> **INSTRUCTIONS FOR THE TASK**:
Once you reach the line containing "if let Err(e) = benchmark.export_to_csv(output)", reproduce it and every later line exactly, through the end of the data.
==== DATA FOR PROCESSING ====
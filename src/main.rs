//! KPLink Solver - Command Line Interface
//!
//! Solves the Knapsack-with-Linking Problem with an exact label-setting
//! algorithm, a greedy heuristic, a unit-cost dynamic program and an
//! optional Gurobi compact model.

use clap::{Parser, Subcommand, ValueEnum};
use kplink_solver::benchmark::{load_instances_from_dir, Benchmark, BenchmarkConfig};
use kplink_solver::dp::UnitCostDp;
use kplink_solver::exact::{CompactModel, CompactModelConfig};
use kplink_solver::heuristics::GreedyHeuristic;
use kplink_solver::instance::{
    self, CostsProfile, GeneratorConfig, KpLinkInstance, WeightsProfile,
};
use kplink_solver::labelling::{Labelling, LabellingParams};
use kplink_solver::solution::Solution;

use serde::Serialize;
use std::path::PathBuf;

#[derive(Parser)]
#[command(name = "kplink-solver")]
#[command(author = "M2 AI2D Student")]
#[command(version = "1.0")]
#[command(about = "Solves the Knapsack-with-Linking Problem")]
struct Cli {
    #[command(subcommand)]
    command: Commands,
}

#[derive(Subcommand)]
enum Commands {
    /// Solve a single instance
    Solve {
        /// Path to the instance file (JSON)
        #[arg(short, long)]
        instance: PathBuf,

        /// Algorithm to use
        #[arg(short, long, value_enum, default_value = "labelling")]
        algorithm: Algorithm,

        /// Time limit in seconds (labelling and exact)
        #[arg(short, long, default_value = "3600")]
        time_limit: f64,

        /// Gurobi thread count (exact only)
        #[arg(long, default_value = "1")]
        threads: i32,

        /// Save the result as a CSV file (default: <instance>-<timestamp>.csv)
        #[arg(short, long)]
        output: Option<PathBuf>,

        /// Verbose output
        #[arg(short, long)]
        verbose: bool,
    },

    /// Print statistics about an instance
    Analyze {
        /// Path to the instance file
        #[arg(short, long)]
        instance: PathBuf,
    },

    /// Generate a random instance
    Generate {
        /// Number of items
        #[arg(short, long, default_value = "100")]
        n_items: usize,

        /// Maximum linking distance
        #[arg(short, long, default_value = "5")]
        max_distance: usize,

        /// Weight threshold as a fraction of the total weight
        #[arg(short = 'r', long, default_value = "0.3")]
        min_weight_ratio: f64,

        /// Weight distribution shape
        #[arg(short, long, value_enum, default_value = "noise")]
        weights: WeightsShape,

        /// Cost distribution shape
        #[arg(short, long, value_enum, default_value = "random")]
        costs: CostsShape,

        /// Random seed
        #[arg(short, long, default_value = "42")]
        seed: u64,

        /// Output file
        #[arg(short, long)]
        output: PathBuf,
    },

    /// Run benchmarks on a directory of instances
    Benchmark {
        /// Directory containing instance files
        #[arg(short, long)]
        dir: PathBuf,

        /// Output CSV file for per-run results
        #[arg(short, long, default_value = "results.csv")]
        output: PathBuf,

        /// Time limit per labelling run
        #[arg(short, long, default_value = "60")]
        time_limit: f64,

        /// Run the exact solver as well (requires Gurobi)
        #[arg(long)]
        exact: bool,

        /// Exact solver time limit
        #[arg(long, default_value = "300")]
        exact_time_limit: f64,

        /// Maximum instance size
        #[arg(long)]
        max_size: Option<usize>,
    },
}

#[derive(Copy, Clone, PartialEq, Eq, ValueEnum, Debug)]
enum Algorithm {
    /// Exact label-setting algorithm
    Labelling,
    /// Greedy heuristic (constant costs only)
    Greedy,
    /// O(n^2) dynamic program (unit costs only)
    UnitDp,
    /// Compact MIP model via Gurobi
    Exact,
}

#[derive(Copy, Clone, PartialEq, Eq, ValueEnum, Debug)]
enum WeightsShape {
    Noise,
    OnePeak,
    TwoPeaks,
}

#[derive(Copy, Clone, PartialEq, Eq, ValueEnum, Debug)]
enum CostsShape {
    Constant,
    Random,
}

/// Flat CSV record for a single solve run.
#[derive(Serialize)]
struct SolveRecord<'a> {
    instance: &'a str,
    n_items: usize,
    max_distance: usize,
    min_weight: f64,
    algorithm: &'a str,
    n_selected: usize,
    selected_items: String,
    total_cost: f64,
    total_weight: f64,
    time_elapsed: f64,
    n_frontier_labels: Option<usize>,
}

fn main() {
    env_logger::init();

    let cli = Cli::parse();

    match cli.command {
        Commands::Solve {
            instance,
            algorithm,
            time_limit,
            threads,
            output,
            verbose,
        } => solve_instance(&instance, algorithm, time_limit, threads, output, verbose),

        Commands::Analyze { instance } => analyze_instance(&instance),

        Commands::Generate {
            n_items,
            max_distance,
            min_weight_ratio,
            weights,
            costs,
            seed,
            output,
        } => generate_instance(n_items, max_distance, min_weight_ratio, weights, costs, seed, &output),

        Commands::Benchmark {
            dir,
            output,
            time_limit,
            exact,
            exact_time_limit,
            max_size,
        } => run_benchmark(&dir, &output, time_limit, exact, exact_time_limit, max_size),
    }
}

fn load_or_exit(path: &PathBuf) -> KpLinkInstance {
    match KpLinkInstance::from_file(path) {
        Ok(instance) => instance,
        Err(e) => {
            eprintln!("Error loading instance: {}", e);
            std::process::exit(1);
        }
    }
}

fn solve_instance(
    path: &PathBuf,
    algorithm: Algorithm,
    time_limit: f64,
    threads: i32,
    output: Option<PathBuf>,
    verbose: bool,
) {
    if time_limit < 0.0 {
        eprintln!("Invalid time limit: {}", time_limit);
        std::process::exit(1);
    }
    if threads < 1 {
        eprintln!("Invalid number of threads: {}", threads);
        std::process::exit(1);
    }

    let instance = load_or_exit(path);

    if verbose {
        println!("{}", instance.statistics());
    }

    println!("Solving {} with {:?}...", instance.name, algorithm);

    let result: Result<Solution, String> = match algorithm {
        Algorithm::Labelling => {
            let params = LabellingParams { time_limit };
            Labelling::new(&instance, params)
                .solve()
                .map_err(|e| e.to_string())
        }
        Algorithm::Greedy => GreedyHeuristic::new(&instance)
            .and_then(|g| g.solve())
            .map_err(|e| e.to_string()),
        Algorithm::UnitDp => UnitCostDp::new(&instance)
            .and_then(|dp| dp.solve())
            .map_err(|e| e.to_string()),
        Algorithm::Exact => {
            let config = CompactModelConfig {
                time_limit,
                threads,
                verbose,
                ..Default::default()
            };
            CompactModel::new(config)
                .solve(&instance)
                .and_then(|r| match r.solution {
                    Some(solution) => Ok(solution),
                    None => Err(format!("no incumbent found, status {}", r.status)),
                })
        }
    };

    let solution = match result {
        Ok(solution) => solution,
        Err(e) => {
            eprintln!("No solution: {}", e);
            std::process::exit(1);
        }
    };

    println!("{}", solution);

    if !solution.verify(&instance) {
        eprintln!("Warning: produced solution failed structural verification!");
    }

    let out = output.unwrap_or_else(|| {
        let timestamp = chrono::Local::now().format("%Y%m%d%H%M");
        PathBuf::from(format!("{}-{}.csv", instance.name, timestamp))
    });

    if let Err(e) = export_solution_csv(&out, &instance, &solution) {
        eprintln!("Cannot write solution to {}: skipping! ({})", out.display(), e);
    } else {
        println!("Result written to {}", out.display());
    }
}

fn export_solution_csv(
    path: &PathBuf,
    instance: &KpLinkInstance,
    solution: &Solution,
) -> std::io::Result<()> {
    let file = std::fs::File::create(path)?;
    let mut writer = csv::Writer::from_writer(file);

    let items = solution
        .selected_items
        .iter()
        .map(|i| i.to_string())
        .collect::<Vec<_>>()
        .join(",");

    writer.serialize(SolveRecord {
        instance: &instance.name,
        n_items: instance.n_items,
        max_distance: instance.max_distance,
        min_weight: instance.min_weight,
        algorithm: &solution.algorithm,
        n_selected: solution.n_selected(),
        selected_items: format!("[{}]", items),
        total_cost: solution.total_cost,
        total_weight: solution.total_weight,
        time_elapsed: solution.elapsed_time,
        n_frontier_labels: solution.n_frontier_labels,
    })?;
    writer.flush()?;
    Ok(())
}

fn analyze_instance(path: &PathBuf) {
    let instance = load_or_exit(path);
    println!("{}", instance.statistics());
}

fn generate_instance(
    n_items: usize,
    max_distance: usize,
    min_weight_ratio: f64,
    weights: WeightsShape,
    costs: CostsShape,
    seed: u64,
    output: &PathBuf,
) {
    let config = GeneratorConfig {
        n_items,
        max_distance,
        min_weight_ratio,
        weights_profile: match weights {
            WeightsShape::Noise => WeightsProfile::Noise,
            WeightsShape::OnePeak => WeightsProfile::OnePeak,
            WeightsShape::TwoPeaks => WeightsProfile::TwoPeaks,
        },
        costs_profile: match costs {
            CostsShape::Constant => CostsProfile::Constant,
            CostsShape::Random => CostsProfile::Random,
        },
        seed,
        ..GeneratorConfig::default()
    };

    let instance = match instance::generate(&config) {
        Ok(instance) => instance,
        Err(e) => {
            eprintln!("Generation failed: {}", e);
            std::process::exit(1);
        }
    };

    if let Err(e) = instance.save(output) {
        eprintln!("Cannot write instance to {}: {}", output.display(), e);
        std::process::exit(1);
    }

    println!("Generated {} -> {}", instance, output.display());
}

fn run_benchmark(
    dir: &PathBuf,
    output: &PathBuf,
    time_limit: f64,
    exact: bool,
    exact_time_limit: f64,
    max_size: Option<usize>,
) {
    let mut instances = load_instances_from_dir(dir);
    if let Some(max) = max_size {
        instances.retain(|i| i.n_items <= max);
    }

    if instances.is_empty() {
        eprintln!("No instances found in {}", dir.display());
        std::process::exit(1);
    }

    println!("Benchmarking {} instances...", instances.len());

    let config = BenchmarkConfig {
        time_limit,
        run_exact: exact,
        exact_time_limit,
        parallel: true,
    };

    let mut benchmark = Benchmark::new(config);
    benchmark.run_on_instances(&instances);

    print!("{}", benchmark.generate_report());

    if let Err(e) = benchmark.export_to_csv(output) {
        eprintln!("Cannot write results to {}: {}", output.display(), e);
        std::process::exit(1);
    }
    println!("Results written to {}", output.display());
}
====
> **RESULT OF THE EXERCISE**:
    if let Err(e) = benchmark.export_to_csv(output) {
        eprintln!("Cannot write results to {}: {}", output.display(), e);
        std::process::exit(1);
    }
    println!("Results written to {}", output.display());
}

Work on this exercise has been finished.